### [WHAT YOU WILL DO]
Every line in the data must be transcribed exactly.

Stored items:
════

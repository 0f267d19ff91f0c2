//! Reactive expression pipeline.
//!
//! This module implements the expression core: chains of lazily evaluated
//! operations over a shared mutable root, with automatic dependency
//! discovery and watch-driven invalidation.
//!
//! # Pipeline Architecture
//!
//! ```text
//! wrap(root) → builder steps (access/call/apply/index/...) → eval()
//!                    │                                          │
//!                    └── dependency discovery ──► watches ──► dirty flags
//! ```
//!
//! ## Data Flow
//!
//! 1. **Construction** - Each builder call records an [`Operation`] on a new
//!    immutable node; the operands' field references are accumulated and
//!    watch registrations installed, one per distinct observable.
//! 2. **Evaluation** - `eval()` walks root-to-tip, reusing each node's cache
//!    unless its dirty flag or version basis says otherwise.
//! 3. **Invalidation** - Observable changes fire synchronously and only set
//!    flags; recomputation happens at the next `eval()`.
//!
//! ## Key Design Principles
//!
//! - **Immutable steps**: a node never changes after construction; extending
//!   a chain makes new nodes, so shared prefixes stay shared.
//! - **One shared root**: every node derived from the same `wrap()` sees
//!   root overrides through the same cell.
//! - **Lazy everywhere**: nothing recomputes until a consumer asks.

pub mod node;
pub mod operand;
pub mod operation;
pub mod widgets;

// Re-exports
pub use node::{Pipe, wrap};
pub use operand::{BoundExpr, Operand};
pub use operation::{Args, Callee, Kwargs, Operation};
pub use widgets::collect_widgets;
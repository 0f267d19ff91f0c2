//! # reflow
//!
//! Reactive expression pipelines over observable values.
//!
//! Wrap a value (or a live reference to an observable field), describe a
//! chain of operations on it, and evaluate lazily: the chain discovers its
//! own dependencies, watches them, and recomputes only what a change
//! actually invalidated. Widgets referenced anywhere in a chain can be
//! extracted and composed with the rendered output into an abstract layout.
//!
//! ## Architecture
//!
//! ```text
//! wrap(value) → Pipe chain → eval()/output() → RenderUnit → LayoutTree
//!                   │
//!                   └── dependency discovery → watches → dirty flags
//! ```
//!
//! Construction is eager and immutable (each builder step makes a new
//! node), evaluation is lazy and cached, and invalidation is push-based:
//! observable changes synchronously flip dirty flags, nothing more.
//!
//! ## Example
//!
//! ```
//! use reflow::{Value, int_slider, wrap};
//!
//! let n = int_slider("n", 0, 10, 2);
//! let total = (&wrap(&n) * 100) + 5;
//! assert_eq!(total.eval().unwrap(), Value::Int(205));
//!
//! n.set_value(3).unwrap();
//! assert_eq!(total.eval().unwrap(), Value::Int(305));
//! ```
//!
//! ## Modules
//!
//! - [`value`] - Dynamic values, operators, methods, free functions
//! - [`observe`] - Observable capability, params, widgets
//! - [`pipeline`] - Nodes, operands, operations, widget extraction
//! - [`display`] - Options, registry, output adapter, layout composition

pub mod display;
pub mod error;
pub mod observe;
pub mod pipeline;
pub mod value;

// Re-export commonly used items
pub use error::{Error, Result};

pub use value::{BinOp, FreeFn, Table, UnOp, Value};

pub use observe::{
    FieldRef, Observable, ObservableId, ObservableRc, Param, WatchCallback, WatchToken, Widget,
    checkbox, float_slider, int_slider, select,
};

pub use pipeline::{BoundExpr, Operand, Operation, Pipe, collect_widgets, wrap};

pub use display::{DisplayOpts, LayoutTree, Location, Output, Registry, RenderUnit, Transform};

════

### [RESPONSE BOX]
repository 0f267d19ff91f0c2
//! Reactive expression pipeline.
//!
//! This module implements the expression core: chains of lazily evaluated
//! operations over a shared mutable root, with automatic dependency
//! discovery and watch-driven invalidation.
//!
//! # Pipeline Architecture
//!
//! ```text
//! wrap(root) → builder steps (access/call/apply/index/...) → eval()
//!                    │                                          │
//!                    └── dependency discovery ──► watches ──► dirty flags
//! ```
//!
//! ## Data Flow
//!
//! 1. **Construction** - Each builder call records an [`Operation`] on a new
//!    immutable node; the operands' field references are accumulated and
//!    watch registrations installed, one per distinct observable.
//! 2. **Evaluation** - `eval()` walks root-to-tip, reusing each node's cache
//!    unless its dirty flag or version basis says otherwise.
//! 3. **Invalidation** - Observable changes fire synchronously and only set
//!    flags; recomputation happens at the next `eval()`.
//!
//! ## Key Design Principles
//!
//! - **Immutable steps**: a node never changes after construction; extending
//!   a chain makes new nodes, so shared prefixes stay shared.
//! - **One shared root**: every node derived from the same `wrap()` sees
//!   root overrides through the same cell.
//! - **Lazy everywhere**: nothing recomputes until a consumer asks.

pub mod node;
pub mod operand;
pub mod operation;
pub mod widgets;

// Re-exports
pub use node::{Pipe, wrap};
pub use operand::{BoundExpr, Operand};
pub use operation::{Args, Callee, Kwargs, Operation};
pub use widgets::collect_widgets;
repository 0f267d19ff91f0c2
//! # reflow
//!
//! Reactive expression pipelines over observable values.
//!
//! Wrap a value (or a live reference to an observable field), describe a
//! chain of operations on it, and evaluate lazily: the chain discovers its
//! own dependencies, watches them, and recomputes only what a change
//! actually invalidated. Widgets referenced anywhere in a chain can be
//! extracted and composed with the rendered output into an abstract layout.
//!
//! ## Architecture
//!
//! ```text
//! wrap(value) → Pipe chain → eval()/output() → RenderUnit → LayoutTree
//!                   │
//!                   └── dependency discovery → watches → dirty flags
//! ```
//!
//! Construction is eager and immutable (each builder step makes a new
//! node), evaluation is lazy and cached, and invalidation is push-based:
//! observable changes synchronously flip dirty flags, nothing more.
//!
//! ## Example
//!
//! ```
//! use reflow::{Value, int_slider, wrap};
//!
//! let n = int_slider("n", 0, 10, 2);
//! let total = (&wrap(&n) * 100) + 5;
//! assert_eq!(total.eval().unwrap(), Value::Int(205));
//!
//! n.set_value(3).unwrap();
//! assert_eq!(total.eval().unwrap(), Value::Int(305));
//! ```
//!
//! ## Modules
//!
//! - [`value`] - Dynamic values, operators, methods, free functions
//! - [`observe`] - Observable capability, params, widgets
//! - [`pipeline`] - Nodes, operands, operations, widget extraction
//! - [`display`] - Options, registry, output adapter, layout composition

pub mod display;
pub mod error;
pub mod observe;
pub mod pipeline;
pub mod value;

// Re-export commonly used items
pub use error::{Error, Result};

pub use value::{BinOp, FreeFn, Table, UnOp, Value};

pub use observe::{
    FieldRef, Observable, ObservableId, ObservableRc, Param, WatchCallback, WatchToken, Widget,
    checkbox, float_slider, int_slider, select,
};

pub use pipeline::{BoundExpr, Operand, Operation, Pipe, collect_widgets, wrap};

pub use display::{DisplayOpts, LayoutTree, Location, Output, Registry, RenderUnit, Transform};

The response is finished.